## TASK
From the listing below, retype exactly the line holding "async fn close(self: Box<Self>);", the line holding "timeout is reported", and the lines between them; skip everything else.

## PROVIDED DATA
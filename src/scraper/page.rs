//! Browser tab abstraction and its chromiumoxide implementation.

use async_trait::async_trait;
use chromiumoxide::cdp::browser_protocol::fetch::{
    ContinueRequestParams, EnableParams, EventRequestPaused, FailRequestParams, RequestPattern,
    RequestStage,
};
use chromiumoxide::cdp::browser_protocol::network::{
    ErrorReason, ResourceType, SetUserAgentOverrideParams,
};
use chromiumoxide::cdp::browser_protocol::page::{EventDomContentEventFired, NavigateParams};
use chromiumoxide::error::CdpError;
use chromiumoxide::page::Page;
use futures::StreamExt;
use serde::de::DeserializeOwned;
use serde::Deserialize;
use std::sync::Mutex;
use std::time::Duration;
use tokio::task::JoinHandle;
use tracing::debug;

use crate::error::{ScrapeError, ScrapeResult};

/// How the in-page pagination hook was driven
#[derive(Debug, Clone, Copy, PartialEq, Eq)]
pub enum PaginationTrigger {
    /// The named function was called directly
    Function,
    /// Fallback: a link whose `onclick` references the function was clicked
    LinkClick,
    /// Neither the function nor a matching link exists
    Unavailable,
}

/// One browser tab.
///
/// Implementations must release the tab when dropped without `close`.
#[async_trait]
pub trait Tab: Send + Sync {
    async fn set_user_agent(&self, user_agent: &str) -> ScrapeResult<()>;

    /// Abort every request that is not a document, script, XHR or fetch
    async fn block_non_essential_resources(&self) -> ScrapeResult<()>;

    /// Navigate and wait for DOMContentLoaded; subresources may still load
    async fn navigate(&self, url: &str) -> ScrapeResult<()>;

    async fn exists(&self, selector: &str) -> ScrapeResult<bool>;

    /// Trimmed text of the first match, `None` when nothing matches
    async fn text_of(&self, selector: &str) -> ScrapeResult<Option<String>>;

    async fn invoke_pagination(&self, function: &str, offset: u32)
        -> ScrapeResult<PaginationTrigger>;

    /// Serialized DOM as it is right now
    async fn content(&self) -> ScrapeResult<String>;

    async fn close(self: Box<Self>);
}

/// Resource types a scrape actually needs
fn is_essential(resource_type: &ResourceType) -> bool {
    matches!(
        resource_type,
        ResourceType::Document | ResourceType::Script | ResourceType::Xhr | ResourceType::Fetch
    )
}

#[derive(Deserialize)]
struct TextProbe {
    found: bool,
    text: String,
}

/// Map a CDP failure during navigation. A CDP request timeout is reported
/// as a navigation timeout so callers can keep the partially loaded DOM.
fn navigation_error(url: &str, error: CdpError, request_timeout: Duration) -> ScrapeError {
    match error {
        CdpError::Timeout => ScrapeError::NavigationTimeout {
            url: url.to_string(),
            timeout: request_timeout,
        },
        other => ScrapeError::Navigation {
            url: url.to_string(),
            reason: other.to_string(),
        },
    }
}

/// A chromiumoxide page
pub struct ChromeTab {
    page: Option<Page>,
    interceptor: Mutex<Option<JoinHandle<()>>>,
    /// CDP request timeout the browser was launched with
    request_timeout: Duration,
}

impl ChromeTab {
    pub fn new(page: Page, request_timeout: Duration) -> Self {
        Self {
            page: Some(page),
            interceptor: Mutex::new(None),
            request_timeout,
        }
    }

    fn page(&self) -> ScrapeResult<&Page> {
        self.page
            .as_ref()
            .ok_or_else(|| ScrapeError::Session("tab already closed".to_string()))
    }

    async fn eval<T: DeserializeOwned>(&self, script: String) -> ScrapeResult<T> {
        let result = self
            .page()?
            .evaluate(script)
            .await
            .map_err(|e| ScrapeError::Script(e.to_string()))?;
        result
            .into_value::<T>()
            .map_err(|e| ScrapeError::Script(format!("unexpected script result: {}", e)))
    }

    fn stop_interceptor(&self) {
        let handle = self
            .interceptor
            .lock()
            .unwrap_or_else(|e| e.into_inner())
            .take();
        if let Some(handle) = handle {
            handle.abort();
        }
    }
}

fn js_string(value: &str) -> String {
    serde_json::to_string(value).unwrap_or_else(|_| "\"\"".to_string())
}

#[async_trait]
impl Tab for ChromeTab {
    async fn set_user_agent(&self, user_agent: &str) -> ScrapeResult<()> {
        self.page()?
            .set_user_agent(SetUserAgentOverrideParams::new(user_agent))
            .await
            .map_err(|e| ScrapeError::Session(format!("failed to set user agent: {}", e)))?;
        Ok(())
    }

    async fn block_non_essential_resources(&self) -> ScrapeResult<()> {
        let page = self.page()?.clone();

        let mut paused = page
            .event_listener::<EventRequestPaused>()
            .await
            .map_err(|e| ScrapeError::Session(format!("failed to listen for requests: {}", e)))?;

        page.execute(EnableParams {
            patterns: Some(vec![RequestPattern {
                url_pattern: Some("*".to_string()),
                resource_type: None,
                request_stage: Some(RequestStage::Request),
            }]),
            handle_auth_requests: None,
        })
        .await
        .map_err(|e| ScrapeError::Session(format!("failed to enable interception: {}", e)))?;

        let handle = tokio::spawn(async move {
            while let Some(event) = paused.next().await {
                let request_id = event.request_id.clone();
                let reply = if is_essential(&event.resource_type) {
                    page.execute(ContinueRequestParams::new(request_id))
                        .await
                        .map(|_| ())
                } else {
                    page.execute(FailRequestParams::new(request_id, ErrorReason::BlockedByClient))
                        .await
                        .map(|_| ())
                };
                if let Err(e) = reply {
                    debug!("Intercepted request could not be answered: {}", e);
                }
            }
        });

        let previous = self
            .interceptor
            .lock()
            .unwrap_or_else(|e| e.into_inner())
            .replace(handle);
        if let Some(previous) = previous {
            previous.abort();
        }
        Ok(())
    }

    async fn navigate(&self, url: &str) -> ScrapeResult<()> {
        let page = self.page()?;

        // Subscribe first so the event cannot fire before we listen
        let mut dom_ready = page
            .event_listener::<EventDomContentEventFired>()
            .await
            .map_err(|e| navigation_error(url, e, self.request_timeout))?;

        let response = page
            .execute(NavigateParams::new(url))
            .await
            .map_err(|e| navigation_error(url, e, self.request_timeout))?;
        if let Some(reason) = response.result.error_text.clone() {
            return Err(ScrapeError::Navigation {
                url: url.to_string(),
                reason,
            });
        }

        match dom_ready.next().await {
            Some(_) => Ok(()),
            None => Err(ScrapeError::Navigation {
                url: url.to_string(),
                reason: "tab closed before DOMContentLoaded".to_string(),
            }),
        }
    }

    async fn exists(&self, selector: &str) -> ScrapeResult<bool> {
        self.eval(format!(
            "document.querySelector({}) !== null",
            js_string(selector)
        ))
        .await
    }

    async fn text_of(&self, selector: &str) -> ScrapeResult<Option<String>> {
        let probe: TextProbe = self
            .eval(format!(
                r#"(() => {{
                    const el = document.querySelector({});
                    return {{ found: el !== null, text: el ? (el.textContent || '').trim() : '' }};
                }})()"#,
                js_string(selector)
            ))
            .await?;
        Ok(probe.found.then_some(probe.text))
    }

    async fn invoke_pagination(
        &self,
        function: &str,
        offset: u32,
    ) -> ScrapeResult<PaginationTrigger> {
        let name = js_string(function);
        let outcome: String = self
            .eval(format!(
                r#"(() => {{
                    const name = {name};
                    if (typeof window[name] === 'function') {{
                        window[name]({offset});
                        return 'function';
                    }}
                    const link = document.querySelector('a[onclick*="' + name + '"]');
                    if (link) {{
                        link.click();
                        return 'click';
                    }}
                    return 'missing';
                }})()"#,
            ))
            .await?;

        Ok(match outcome.as_str() {
            "function" => PaginationTrigger::Function,
            "click" => PaginationTrigger::LinkClick,
            _ => PaginationTrigger::Unavailable,
        })
    }

    async fn content(&self) -> ScrapeResult<String> {
        self.page()?
            .content()
            .await
            .map_err(|e| ScrapeError::Session(format!("failed to get page content: {}", e)))
    }

    async fn close(self: Box<Self>) {
        let mut tab = self;
        tab.stop_interceptor();
        if let Some(page) = tab.page.take() {
            if let Err(e) = page.close().await {
                debug!("Page close error: {}", e);
            }
        }
    }
}

impl Drop for ChromeTab {
    fn drop(&mut self) {
        self.stop_interceptor();
        if let Some(page) = self.page.take() {
            if let Ok(runtime) = tokio::runtime::Handle::try_current() {
                runtime.spawn(async move {
                    let _ = page.close().await;
                });
            }
        }
    }
}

## PROBLEM SOLUTION
    async fn close(self: Box<Self>);
}

/// Resource types a scrape actually needs
fn is_essential(resource_type: &ResourceType) -> bool {
    matches!(
        resource_type,
        ResourceType::Document | ResourceType::Script | ResourceType::Xhr | ResourceType::Fetch
    )
}

#[derive(Deserialize)]
struct TextProbe {
    found: bool,
    text: String,
}

/// Map a CDP failure during navigation. A CDP request timeout is reported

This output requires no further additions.